Le gouvernement Bennett n'a-t-il été conçu que pour avancer d'une crise à l'autre ? A chaque semaine qui passe depuis son investiture en juin dernier, son lot de crispations, d'ultimatums et de compromis de dernière minute. Hier, c'est donc un ministre qui a donné sa démission. Eli Avidar, du parti Israel Beitenou d'Avigdor Liberman était ministre sans portefeuille et a décidé qu'il n'avait aucune raison de rester au gouvernement s'il n'était pas là pour travailler. Mais s'il rend son tablier de ministre, il reprend en revanche sa casquette de député, et ça ne fait pas vraiment les affaires de la coalition. Désormais, il sera la voix qui donnera la majorité ou qui la refusera à Naftali Bennett. Car c'est bien pour le neutraliser que les leaders de la coalition lui avaient trouvé un siège au gouvernement. Pour y entrer, il avait laissé sa place de député à une autre membre du parti de Liberman, mais maintenant il reprend donc sa place d'électron libre et de trublion sur les bancs de la Knesset.

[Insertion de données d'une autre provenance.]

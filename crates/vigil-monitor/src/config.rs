//! Monitor configuration.

use crate::coercion::Coercion;
use crate::context::TrackingContext;
use crate::equality::Equality;
use serde::{Deserialize, Serialize};
use std::sync::Arc;
use vigil_core::{Value, DEFAULT_SEPARATOR};

/// Configuration of a monitor.
///
/// Child monitors created while reading nested composites inherit this
/// configuration with `prefix` extended by the property's label.
#[derive(Clone, Debug)]
pub struct MonitorConfig {
    /// Tracking context to share instead of creating a fresh one.
    pub context: Option<Arc<TrackingContext>>,
    /// Emit a diagnostic when a changed property is changed again before
    /// commit or roll back.
    pub warn: bool,
    /// Reject such repeated changes with an error.
    pub fail: bool,
    /// Monitor nested composites as well.
    pub recursive: bool,
    /// Prepended to every label tracked by this monitor.
    pub prefix: String,
    /// Track own (or new) properties only, leaving inherited ones alone.
    pub just_owned: bool,
    pub coercion: Coercion,
    pub equality: Equality,
    pub separator: String,
}

impl Default for MonitorConfig {
    fn default() -> Self {
        Self {
            context: None,
            warn: true,
            fail: true,
            recursive: false,
            prefix: String::new(),
            just_owned: true,
            coercion: Coercion::new(),
            equality: Equality::strict(),
            separator: DEFAULT_SEPARATOR.to_string(),
        }
    }
}

impl MonitorConfig {
    pub fn builder() -> MonitorConfigBuilder {
        MonitorConfigBuilder::new()
    }

    /// Lift plain options into a full configuration.
    pub fn from_options(options: MonitorOptions) -> Self {
        Self {
            warn: options.warn,
            fail: options.fail,
            recursive: options.recursive,
            prefix: options.prefix,
            just_owned: options.just_owned,
            separator: options.separator,
            ..Default::default()
        }
    }

    /// The serializable part of this configuration.
    pub fn options(&self) -> MonitorOptions {
        MonitorOptions {
            warn: self.warn,
            fail: self.fail,
            recursive: self.recursive,
            prefix: self.prefix.clone(),
            just_owned: self.just_owned,
            separator: self.separator.clone(),
        }
    }
}

/// Plain monitor options, loadable with serde.
///
/// ```rust
/// use vigil_monitor::{MonitorConfig, MonitorOptions};
///
/// let options: MonitorOptions =
///     serde_json::from_str(r#"{"recursive": true, "separator": "/"}"#).unwrap();
/// let config = MonitorConfig::from_options(options);
///
/// assert!(config.recursive);
/// assert!(config.fail);
/// assert_eq!(config.separator, "/");
/// ```
#[derive(Clone, Debug, PartialEq, Eq, Serialize, Deserialize)]
#[serde(default)]
pub struct MonitorOptions {
    pub warn: bool,
    pub fail: bool,
    pub recursive: bool,
    pub prefix: String,
    pub just_owned: bool,
    pub separator: String,
}

impl Default for MonitorOptions {
    fn default() -> Self {
        MonitorConfig::default().options()
    }
}

/// Builder for monitor configuration.
pub struct MonitorConfigBuilder {
    config: MonitorConfig,
}

impl MonitorConfigBuilder {
    pub fn new() -> Self {
        Self {
            config: MonitorConfig::default(),
        }
    }

    pub fn context(mut self, context: Arc<TrackingContext>) -> Self {
        self.config.context = Some(context);
        self
    }

    pub fn warn(mut self, enabled: bool) -> Self {
        self.config.warn = enabled;
        self
    }

    pub fn fail(mut self, enabled: bool) -> Self {
        self.config.fail = enabled;
        self
    }

    pub fn recursive(mut self, enabled: bool) -> Self {
        self.config.recursive = enabled;
        self
    }

    pub fn prefix(mut self, prefix: impl Into<String>) -> Self {
        self.config.prefix = prefix.into();
        self
    }

    pub fn just_owned(mut self, enabled: bool) -> Self {
        self.config.just_owned = enabled;
        self
    }

    /// Use `coercion` as the handler table (shared, not copied).
    pub fn coercion(mut self, coercion: Coercion) -> Self {
        self.config.coercion = coercion;
        self
    }

    /// Register a single coercion handler.
    pub fn coerce<F>(self, pattern: impl Into<String>, handler: F) -> Self
    where
        F: Fn(Value, &str) -> Value + Send + Sync + 'static,
    {
        self.config.coercion.insert(pattern, handler);
        self
    }

    pub fn custom_compare<F>(mut self, comparator: F) -> Self
    where
        F: Fn(Option<&Value>, &Value, &str) -> bool + Send + Sync + 'static,
    {
        self.config.equality = Equality::custom(comparator);
        self
    }

    pub fn separator(mut self, separator: impl Into<String>) -> Self {
        self.config.separator = separator.into();
        self
    }

    pub fn build(self) -> MonitorConfig {
        self.config
    }
}

impl Default for MonitorConfigBuilder {
    fn default() -> Self {
        Self::new()
    }
}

Eli Avidar avait acquis une visibilité politique en participant tous les samedi soir aux manifestations de la rue Balfour, qui appelaient à la démission de Benyamin Netanyahou. L'élu du parti de Liberman, lui aussi hostile au chef du Likoud, devient maintenant un casse-tête de plus pour Naftali Bennett, mais en même temps son assurance de dernier ressort. Tant que l'alternative à la coalition actuelle sera une alliance menée par Netanyahou, le chef du gouvernement israélien sait que son ministre démissionnaire ne lui portera pas le coup de grâce.
La situation est en revanche plus complexe avec Benny Gantz. Le ministre de la Défense a surpris le chef du gouvernement lundi en déclenchant une crise autour de la réforme des retraites des militaires de carrière. Le leader de Bleu Blanc ne veut pas qu'on touche aux pensions des anciens officiers de Tsahal et il a mis dans la balance le soutien de son groupe à la Knesset aux projets de loi du gouvernement. Résultat : la coalition avait dû retirer en catastrophe ses textes de l'ordre du jour de l'assemblée pour ne pas essuyer de nouvelles défaites face à l'opposition. Maintenant, Naftali Bennett doit trouver un moyen de désamorcer cette nouvelle crise.
Et comme si ça ne suffisait pas, il reste les menaces récurrentes du parti Ra'am qui renouvelle chaque semaine ses ultimatums tant qu'il estime que le secteur arabe n'a pas obtenu les mesures et les aides qu'il a promises à son électorat. Mais le parti islamiste de Mansour Abbas ne peut pas se permettre non plus d'aller trop loin. Car en faisant tomber le gouvernement, il prendrait la responsabilité d'une crise que son électorat ne lui pardonnerait pas et qui renverrait probablement les partis arabes dans l'opposition pour de longues années.
On est donc dans une situation où la coalition israélienne doit dépenser une énorme quantité d'énergie uniquement pour se maintenir à flots, sachant que chacun des partis qui la composent doit montrer qu'il fait avancer son propre agenda, mais qu'il ne fera pas exploser la majorité. Il reste encore un peu plus de deux semaines avant la fin de la session d'hiver et quelques semaines de répit avant le round suivant. Naftali Bennett doit tenir jusque-là et anticiper sur les obstacles ou l'incident imprévu qui serait la panne de trop.